A medida que nos acercamos a un aniversario importante, los 80 años de la derrota del fascismo, un extraño silencio se cierne sobre mi país, Macedonia, y la región más amplia que ahora llamamos «territorio de la antigua Yugoslavia». Las autoridades nacionales llevan años sometidas a una sostenida presión externa (occidental): El 9 de mayo no debe seguir asociándose a la victoria sobre el fascismo. Año tras año, tanto en la memoria pública como en el sistema educativo, el 9 de mayo ha sido rebautizado como Día de Europa.
Las generaciones mayores aún lo recuerdan, pero ¿qué saben las más jóvenes del enorme sacrificio humano de Yugoslavia -sólo superada por la URSS- en la lucha contra el Mal? Casi nada. Nosotros, los mayores, quizá suframos la ausencia de demencia: recordamos obstinadamente los tiempos en que nuestros padres y abuelos dieron su vida por ideales de los que los jóvenes de hoy apenas oyen hablar.

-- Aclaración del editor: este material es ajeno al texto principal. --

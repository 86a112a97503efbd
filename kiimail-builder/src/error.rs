use thiserror::Error;

use crate::document::NodeId;

pub type EmailResult<T> = Result<T, EmailError>;

#[derive(Error, Debug, Clone, PartialEq)]
pub enum EmailError {
    #[error("Malformed document: {0}")]
    MalformedDocument(String),

    // --- validator errors ---

    #[error("Duplicate id {id}: node ids must be unique within the document")]
    DuplicateId { id: NodeId },

    #[error("Id 0 is reserved for the document root but is used by a {kind}")]
    ReservedId { kind: String },

    #[error("Invalid {property} '{value}' on cell {cell}")]
    InvalidAlignment {
        cell: NodeId,
        property: String,
        value: String,
    },

    #[error("Block {block} has format '{format}' which expects {expected} cells, found {found}")]
    CellCountMismatch {
        block: NodeId,
        format: String,
        expected: usize,
        found: usize,
    },
}

impl From<serde_json::Error> for EmailError {
    fn from(err: serde_json::Error) -> Self {
        EmailError::MalformedDocument(err.to_string())
    }
}
use kiimail_builder::EmailError;
use thiserror::Error;

use crate::config::ConfigError;
use crate::locale::Locale;
use crate::source::TemplateId;

pub type DispatchResult<T> = Result<T, DispatchError>;

#[derive(Error, Debug)]
pub enum DispatchError {
    #[error("Template {template} has no translation for '{locale}'")]
    TemplateNotFound { template: TemplateId, locale: Locale },

    #[error("Template error: {0}")]
    Template(#[from] EmailError),

    #[error("Transport error: {0}")]
    Transport(String),

    #[error("Plaintext conversion failed: {0}")]
    Conversion(String),

    #[error("Configuration error: {0}")]
    Config(#[from] ConfigError),

    #[error("No recipients given")]
    NoRecipients,

    #[error("Subject must not be empty")]
    EmptySubject,
}
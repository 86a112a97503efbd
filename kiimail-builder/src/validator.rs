use std::collections::HashSet;

use crate::document::{EmailDocument, NodeId, NodeKind, ROOT_ID};
use crate::error::{EmailError, EmailResult};

/// Strict structural checks for callers that want more than the compiler's
/// degrade-to-empty behaviour. The compiler itself never calls this.
pub fn validate_document(doc: &EmailDocument) -> EmailResult<()> {
    validate_reserved_id(doc)?;
    validate_id_uniqueness(doc)?;
    validate_alignment(doc)?;
    validate_cell_counts(doc)
}

/// Every node below the root, with its level, in stored order
fn descendants(doc: &EmailDocument) -> Vec<(NodeKind, NodeId)> {
    let mut nodes = Vec::new();
    for block in &doc.blocks {
        nodes.push((NodeKind::Block, block.id));
        for cell in &block.cells {
            nodes.push((NodeKind::Cell, cell.id));
            for widget in &cell.widgets {
                nodes.push((NodeKind::Widget, widget.id));
            }
        }
    }
    nodes
}

fn validate_reserved_id(doc: &EmailDocument) -> EmailResult<()> {
    match descendants(doc).into_iter().find(|(_, id)| *id == ROOT_ID) {
        Some((kind, _)) => Err(EmailError::ReservedId {
            kind: kind.to_string(),
        }),
        None => Ok(()),
    }
}

fn validate_id_uniqueness(doc: &EmailDocument) -> EmailResult<()> {
    let mut seen = HashSet::new();
    if doc.id != ROOT_ID {
        seen.insert(doc.id);
    }
    for (_, id) in descendants(doc) {
        if !seen.insert(id) {
            return Err(EmailError::DuplicateId { id });
        }
    }
    Ok(())
}

fn validate_alignment(doc: &EmailDocument) -> EmailResult<()> {
    for cell in doc.blocks.iter().flat_map(|b| &b.cells) {
        if let Some(Err(value)) = cell.h_align() {
            return Err(EmailError::InvalidAlignment {
                cell: cell.id,
                property: "hAlign".to_string(),
                value: value.to_string(),
            });
        }
        if let Some(Err(value)) = cell.v_align() {
            return Err(EmailError::InvalidAlignment {
                cell: cell.id,
                property: "vAlign".to_string(),
                value: value.to_string(),
            });
        }
    }
    Ok(())
}

fn validate_cell_counts(doc: &EmailDocument) -> EmailResult<()> {
    for block in &doc.blocks {
        let Some(format) = block.format else {
            continue;
        };
        if let Some(expected) = format.columns() {
            if block.cells.len() != expected {
                return Err(EmailError::CellCountMismatch {
                    block: block.id,
                    format: format.as_str().to_string(),
                    expected,
                    found: block.cells.len(),
                });
            }
        }
    }
    Ok(())
}
//! # kiimail email template builder
//!
//! Turns a stored JSON email template into table-based HTML that renders in
//! Outlook/MSO as well as in webmail and mobile clients.
//!
//! A template is a strict four-level tree: a document holds ordered blocks
//! (rows), blocks hold cells (columns), cells hold widgets (text, image or
//! button). Font, color and size attributes are optional at every level and
//! are inherited from the nearest ancestor that sets them.
//!
//! ## Example
//! ```
//! use kiimail_builder::{compile, parse_document};
//!
//! let json = r##"{
//!   "id": 1, "title": "Welcome", "width": "500", "bgColor": "#fff",
//!   "blocks": [{"id": 2, "position": 0, "cells": [
//!     {"id": 3, "hAlign": "left", "vAlign": "top",
//!      "widgets": [{"id": 4, "position": 0, "format": "text", "textarea": "Hello"}]}
//!   ]}]
//! }"##;
//!
//! let doc = parse_document(json).expect("valid template");
//! let html = compile(&doc);
//! assert!(html.contains("<title>Welcome</title>"));
//! ```

pub mod compiler;
pub mod document;
pub mod error;
mod lenient;
pub mod resolver;
pub mod style;
pub mod validator;

// --- Core types ---
pub use compiler::{compile, compile_str, get_style, HtmlCompiler, Stage};
pub use document::{
    parse_document, Block, BlockFormat, ButtonType, Cell, EmailDocument, HAlign, NodeId, NodeKind,
    VAlign, Widget, WidgetFormat, ROOT_ID,
};
pub use error::{EmailError, EmailResult};
pub use resolver::{ancestors, find_by_id, find_parent, resolve_property, Node};
pub use style::{PropValue, Style, StyleProperty};
pub use validator::validate_document;

/// Parse a stored template and run the structural validator on it
pub fn parse_validated(raw: &str) -> EmailResult<EmailDocument> {
    let doc = parse_document(raw)?;
    validate_document(&doc)?;
    Ok(doc)
}
use serde::{Deserialize, Serialize};
use serde_json::{Map, Value};
use std::fmt;

use crate::error::EmailResult;
use crate::lenient;
use crate::style::{PropValue, Style};

/// Node identifier, unique across the whole document. `0` is the root.
pub type NodeId = u64;

/// Id that always resolves to the document root
pub const ROOT_ID: NodeId = 0;

/// One email template: the root of the Document → Block → Cell → Widget tree
#[derive(Debug, Clone, PartialEq, Serialize, Deserialize)]
pub struct EmailDocument {
    #[serde(default, deserialize_with = "lenient::id")]
    pub id: NodeId,
    #[serde(
        default,
        deserialize_with = "lenient::text",
        skip_serializing_if = "Option::is_none"
    )]
    pub title: Option<String>,
    #[serde(flatten)]
    pub style: Style,
    pub blocks: Vec<Block>,
    /// Fields the compiler does not use, kept so a template survives a round trip
    #[serde(flatten)]
    pub extra: Map<String, Value>,
}

/// A horizontal row of the email
#[derive(Debug, Clone, PartialEq, Serialize, Deserialize)]
pub struct Block {
    #[serde(default, deserialize_with = "lenient::id")]
    pub id: NodeId,
    #[serde(default, deserialize_with = "lenient::position")]
    pub position: f64,
    #[serde(
        default,
        deserialize_with = "lenient::variant",
        skip_serializing_if = "Option::is_none"
    )]
    pub format: Option<BlockFormat>,
    #[serde(flatten)]
    pub style: Style,
    #[serde(default)]
    pub cells: Vec<Cell>,
    #[serde(flatten)]
    pub extra: Map<String, Value>,
}

/// A column within a block
#[derive(Debug, Clone, PartialEq, Serialize, Deserialize)]
#[serde(rename_all = "camelCase")]
pub struct Cell {
    #[serde(default, deserialize_with = "lenient::id")]
    pub id: NodeId,
    #[serde(flatten)]
    pub style: Style,
    #[serde(
        default,
        deserialize_with = "lenient::prop",
        skip_serializing_if = "Option::is_none"
    )]
    pub padding_top: Option<PropValue>,
    #[serde(
        default,
        deserialize_with = "lenient::prop",
        skip_serializing_if = "Option::is_none"
    )]
    pub padding_left: Option<PropValue>,
    #[serde(
        default,
        deserialize_with = "lenient::prop",
        skip_serializing_if = "Option::is_none"
    )]
    pub padding_right: Option<PropValue>,
    #[serde(
        default,
        deserialize_with = "lenient::prop",
        skip_serializing_if = "Option::is_none"
    )]
    pub padding_bottom: Option<PropValue>,
    /// Emitted verbatim; see [`Cell::h_align`] for the typed reading
    #[serde(
        default,
        deserialize_with = "lenient::text",
        skip_serializing_if = "Option::is_none"
    )]
    pub h_align: Option<String>,
    #[serde(
        default,
        deserialize_with = "lenient::text",
        skip_serializing_if = "Option::is_none"
    )]
    pub v_align: Option<String>,
    #[serde(default)]
    pub widgets: Vec<Widget>,
    #[serde(flatten)]
    pub extra: Map<String, Value>,
}

/// A leaf content unit: text, image or button
#[derive(Debug, Clone, PartialEq, Serialize, Deserialize)]
#[serde(rename_all = "camelCase")]
pub struct Widget {
    #[serde(default, deserialize_with = "lenient::id")]
    pub id: NodeId,
    #[serde(default, deserialize_with = "lenient::position")]
    pub position: f64,
    #[serde(
        default,
        deserialize_with = "lenient::variant",
        skip_serializing_if = "Option::is_none"
    )]
    pub format: Option<WidgetFormat>,
    #[serde(flatten)]
    pub style: Style,
    #[serde(
        default,
        deserialize_with = "lenient::text",
        skip_serializing_if = "Option::is_none"
    )]
    pub textarea: Option<String>,
    #[serde(
        default,
        deserialize_with = "lenient::text",
        skip_serializing_if = "Option::is_none"
    )]
    pub url: Option<String>,
    #[serde(
        default,
        deserialize_with = "lenient::text",
        skip_serializing_if = "Option::is_none"
    )]
    pub img_alt: Option<String>,
    #[serde(
        default,
        deserialize_with = "lenient::prop",
        skip_serializing_if = "Option::is_none"
    )]
    pub img_width: Option<PropValue>,
    #[serde(
        default,
        deserialize_with = "lenient::text",
        skip_serializing_if = "Option::is_none"
    )]
    pub txt_btn: Option<String>,
    #[serde(
        default,
        deserialize_with = "lenient::variant",
        skip_serializing_if = "Option::is_none"
    )]
    pub type_btn: Option<ButtonType>,
    #[serde(
        default,
        deserialize_with = "lenient::text",
        skip_serializing_if = "Option::is_none"
    )]
    pub color_btn: Option<String>,
    #[serde(
        default,
        deserialize_with = "lenient::text",
        skip_serializing_if = "Option::is_none"
    )]
    pub bg_color_btn: Option<String>,
    #[serde(flatten)]
    pub extra: Map<String, Value>,
}

/// Column split of a block
#[derive(Debug, Clone, Copy, PartialEq, Eq, Serialize, Deserialize)]
pub enum BlockFormat {
    #[serde(rename = "simple")]
    Simple,
    #[serde(rename = "double")]
    Double,
    #[serde(rename = "double_2080")]
    Double2080,
    #[serde(rename = "double_8020")]
    Double8020,
    #[serde(rename = "double_3070")]
    Double3070,
    #[serde(rename = "double_7030")]
    Double7030,
    #[serde(rename = "triple")]
    Triple,
    #[serde(rename = "quad")]
    Quad,
    #[serde(other)]
    Unknown,
}

impl BlockFormat {
    /// Number of cells a block of this format is laid out with
    pub fn columns(self) -> Option<usize> {
        match self {
            BlockFormat::Simple => Some(1),
            BlockFormat::Double
            | BlockFormat::Double2080
            | BlockFormat::Double8020
            | BlockFormat::Double3070
            | BlockFormat::Double7030 => Some(2),
            BlockFormat::Triple => Some(3),
            BlockFormat::Quad => Some(4),
            BlockFormat::Unknown => None,
        }
    }

    pub fn as_str(self) -> &'static str {
        match self {
            BlockFormat::Simple => "simple",
            BlockFormat::Double => "double",
            BlockFormat::Double2080 => "double_2080",
            BlockFormat::Double8020 => "double_8020",
            BlockFormat::Double3070 => "double_3070",
            BlockFormat::Double7030 => "double_7030",
            BlockFormat::Triple => "triple",
            BlockFormat::Quad => "quad",
            BlockFormat::Unknown => "unknown",
        }
    }
}

#[derive(Debug, Clone, Copy, PartialEq, Eq, Serialize, Deserialize)]
#[serde(rename_all = "lowercase")]
pub enum WidgetFormat {
    Text,
    Image,
    Button,
    #[serde(other)]
    Unknown,
}

#[derive(Debug, Clone, Copy, PartialEq, Eq, Serialize, Deserialize)]
#[serde(rename_all = "lowercase")]
pub enum ButtonType {
    Link,
    Flat,
    Stroked,
    #[serde(other)]
    Unknown,
}

#[derive(Debug, Clone, Copy, PartialEq, Eq)]
pub enum HAlign {
    Left,
    Center,
    Right,
}

#[derive(Debug, Clone, Copy, PartialEq, Eq)]
pub enum VAlign {
    Top,
    Middle,
    Bottom,
}

impl Cell {
    /// Typed horizontal alignment; `None` when absent, `Some(Err(raw))` when unrecognised
    pub fn h_align(&self) -> Option<Result<HAlign, &str>> {
        self.h_align.as_deref().map(|raw| match raw {
            "left" => Ok(HAlign::Left),
            "center" => Ok(HAlign::Center),
            "right" => Ok(HAlign::Right),
            other => Err(other),
        })
    }

    /// Typed vertical alignment; `None` when absent, `Some(Err(raw))` when unrecognised
    pub fn v_align(&self) -> Option<Result<VAlign, &str>> {
        self.v_align.as_deref().map(|raw| match raw {
            "top" => Ok(VAlign::Top),
            "middle" => Ok(VAlign::Middle),
            "bottom" => Ok(VAlign::Bottom),
            other => Err(other),
        })
    }
}

/// Discriminates the four levels of the tree
#[derive(Debug, Clone, Copy, PartialEq, Eq, Hash)]
pub enum NodeKind {
    Document,
    Block,
    Cell,
    Widget,
}

impl NodeKind {
    /// Name used for the level by the template editor
    pub fn as_str(self) -> &'static str {
        match self {
            NodeKind::Document => "container",
            NodeKind::Block => "block",
            NodeKind::Cell => "cell",
            NodeKind::Widget => "widget",
        }
    }
}

impl fmt::Display for NodeKind {
    fn fmt(&self, f: &mut fmt::Formatter<'_>) -> fmt::Result {
        f.write_str(self.as_str())
    }
}

impl EmailDocument {
    /// Title of the email, empty when the template has none
    pub fn title(&self) -> &str {
        self.title.as_deref().unwrap_or("")
    }

    /// Serialize back to the stored JSON shape
    pub fn to_json(&self) -> EmailResult<String> {
        Ok(serde_json::to_string(self)?)
    }
}

/// Parse a stored template into a document tree.
///
/// Only the structural shape is checked: the input must be a JSON object with
/// a `blocks` array. Use [`crate::validator::validate_document`] for stricter checks.
pub fn parse_document(raw: &str) -> EmailResult<EmailDocument> {
    Ok(serde_json::from_str(raw)?)
}

#[cfg(test)]
mod tests {
    use super::*;
    use crate::error::EmailError;

    #[test]
    fn test_parse_minimal_document() {
        let doc = parse_document(r#"{"id": 1, "blocks": []}"#).unwrap();
        assert_eq!(doc.id, 1);
        assert!(doc.blocks.is_empty());
        assert_eq!(doc.title(), "");
    }

    #[test]
    fn test_missing_blocks_is_malformed() {
        let err = parse_document(r#"{"id": 1, "title": "x"}"#).unwrap_err();
        assert!(matches!(err, EmailError::MalformedDocument(_)));
    }

    #[test]
    fn test_invalid_json_is_malformed() {
        let err = parse_document("{not json").unwrap_err();
        assert!(matches!(err, EmailError::MalformedDocument(_)));
        let err = parse_document("[]").unwrap_err();
        assert!(matches!(err, EmailError::MalformedDocument(_)));
    }

    #[test]
    fn test_unknown_fields_are_preserved() {
        let doc = parse_document(
            r#"{"id": 1, "type": "container", "editorZoom": 2, "blocks": [
                {"id": 2, "type": "block", "format": "double_2080", "cells": []}
            ]}"#,
        )
        .unwrap();
        assert_eq!(doc.extra.get("editorZoom"), Some(&Value::from(2)));
        assert_eq!(doc.extra.get("type"), Some(&Value::from("container")));
        assert_eq!(doc.blocks[0].format, Some(BlockFormat::Double2080));

        let json = doc.to_json().unwrap();
        assert!(json.contains("\"editorZoom\":2"));
    }

    #[test]
    fn test_unknown_enum_values_degrade() {
        let doc = parse_document(
            r#"{"blocks": [{"id": 2, "format": "hexa", "cells": [
                {"id": 3, "widgets": [{"id": 4, "format": "video", "typeBtn": "ghost"}]}
            ]}]}"#,
        )
        .unwrap();
        let widget = &doc.blocks[0].cells[0].widgets[0];
        assert_eq!(doc.blocks[0].format, Some(BlockFormat::Unknown));
        assert_eq!(widget.format, Some(WidgetFormat::Unknown));
        assert_eq!(widget.type_btn, Some(ButtonType::Unknown));
    }

    #[test]
    fn test_cell_alignment_accessors() {
        let cell: Cell =
            serde_json::from_str(r#"{"id": 3, "hAlign": "center", "vAlign": "baseline"}"#).unwrap();
        assert_eq!(cell.h_align(), Some(Ok(HAlign::Center)));
        assert_eq!(cell.v_align(), Some(Err("baseline")));
    }

    #[test]
    fn test_block_format_columns() {
        assert_eq!(BlockFormat::Simple.columns(), Some(1));
        assert_eq!(BlockFormat::Double7030.columns(), Some(2));
        assert_eq!(BlockFormat::Quad.columns(), Some(4));
        assert_eq!(BlockFormat::Unknown.columns(), None);
    }
}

Sin embargo, este olvido impuesto a las generaciones más jóvenes llega tan lejos que los segmentos televisivos muestran a jóvenes incapaces de responder a una simple pregunta: ¿Quién era Josip Broz Tito? En mi propia Macedonia, cada vez más estudiantes no saben nada del 11 de octubre (1941), el Día del Levantamiento de Macedonia contra el fascismo. Sin embargo, destacan en concursos en los que exhiben conocimientos casi perfectos sobre Europa. La ironía es dolorosa: las raíces del patriotismo y los vínculos con los momentos más gloriosos de nuestro pasado no tan lejano no sólo se cortan, sino que se presentan como perjudiciales.

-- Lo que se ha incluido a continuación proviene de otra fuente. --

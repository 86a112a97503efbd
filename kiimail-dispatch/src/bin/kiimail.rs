//! kiimail CLI
//!
//! Commands: compile, validate

use clap::{Parser, Subcommand};
use std::fs;
use std::path::{Path, PathBuf};
use std::process::ExitCode;

use kiimail_builder::{compile, parse_document, validate_document, EmailError};
use kiimail_dispatch::{HtmlToText, PlainTextConverter, TextOptions};

#[derive(Parser)]
#[command(name = "kiimail")]
#[command(about = "Compile and check stored email templates")]
struct Cli {
    #[command(subcommand)]
    command: Commands,
}

#[derive(Subcommand)]
enum Commands {
    /// Compile a template to HTML
    Compile {
        /// Template JSON file
        file: PathBuf,

        /// Print the plaintext alternative instead of HTML
        #[arg(long)]
        text: bool,

        /// Write the result to a file instead of stdout
        #[arg(short, long)]
        output: Option<PathBuf>,
    },

    /// Check one or more templates for structural errors
    Validate {
        /// Template JSON files
        #[arg(required = true)]
        files: Vec<PathBuf>,
    },
}

fn main() -> ExitCode {
    env_logger::init();
    let cli = Cli::parse();

    match cli.command {
        Commands::Compile { file, text, output } => run_compile(&file, text, output.as_deref()),
        Commands::Validate { files } => run_validate(&files),
    }
}

fn read_template(path: &Path) -> Result<String, EmailError> {
    fs::read_to_string(path)
        .map_err(|e| EmailError::MalformedDocument(format!("Failed to read file: {}", e)))
}

fn run_compile(file: &Path, text: bool, output: Option<&Path>) -> ExitCode {
    let result = read_template(file).and_then(|raw| parse_document(&raw));
    let doc = match result {
        Ok(doc) => doc,
        Err(e) => {
            eprintln!("✗ {}: {}", file.display(), e);
            return ExitCode::FAILURE;
        }
    };

    let html = compile(&doc);
    let rendered = if text {
        match PlainTextConverter.convert(&html, &TextOptions::default()) {
            Ok(text) => text,
            Err(e) => {
                eprintln!("✗ {}: {}", file.display(), e);
                return ExitCode::FAILURE;
            }
        }
    } else {
        html
    };

    match output {
        Some(path) => match fs::write(path, rendered) {
            Ok(()) => {
                println!("✓ {} -> {}", file.display(), path.display());
                ExitCode::SUCCESS
            }
            Err(e) => {
                eprintln!("✗ failed to write {}: {}", path.display(), e);
                ExitCode::FAILURE
            }
        },
        None => {
            println!("{}", rendered);
            ExitCode::SUCCESS
        }
    }
}

fn run_validate(files: &[PathBuf]) -> ExitCode {
    let mut exit_code = ExitCode::SUCCESS;

    for file in files {
        let result = read_template(file)
            .and_then(|raw| parse_document(&raw))
            .and_then(|doc| validate_document(&doc));
        match result {
            Ok(()) => println!("✓ {} is valid", file.display()),
            Err(e) => {
                eprintln!("✗ {} has errors:", file.display());
                eprintln!("  {}", e);
                exit_code = ExitCode::FAILURE;
            }
        }
    }

    exit_code
}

Se está alimentando una conexión mítica y casi religiosa hacia un espejismo llamado Europa -significando, por supuesto, la Unión Europea- que se idealiza como una tierra prometida, que espera con los brazos abiertos. Pero esto no es una coincidencia. A través de todo su aparato de construcción estatal, la UE pretende reescribir la historia e implantarla en las mentes de las nuevas generaciones. En esa versión de la historia, se borra cualquier conexión con el brutal pasado colonial. Y lo que es más importante, se corre un tupido velo sobre el hecho de que las ambiciones imperiales de Europa condujeron a dos guerras mundiales. La Segunda Guerra Mundial, cuyo aniversario celebramos ahora en silencio -incluso clandestinamente, a espaldas de la UE- fue el anticlímax del capitalismo, su degeneración en nazismo y fascismo. Esto no fue simplemente el resultado de individuos como Hitler o Mussolini, sino de condiciones estructurales que surgieron del vientre de la crisis del capitalismo posterior a la Primera Guerra Mundial.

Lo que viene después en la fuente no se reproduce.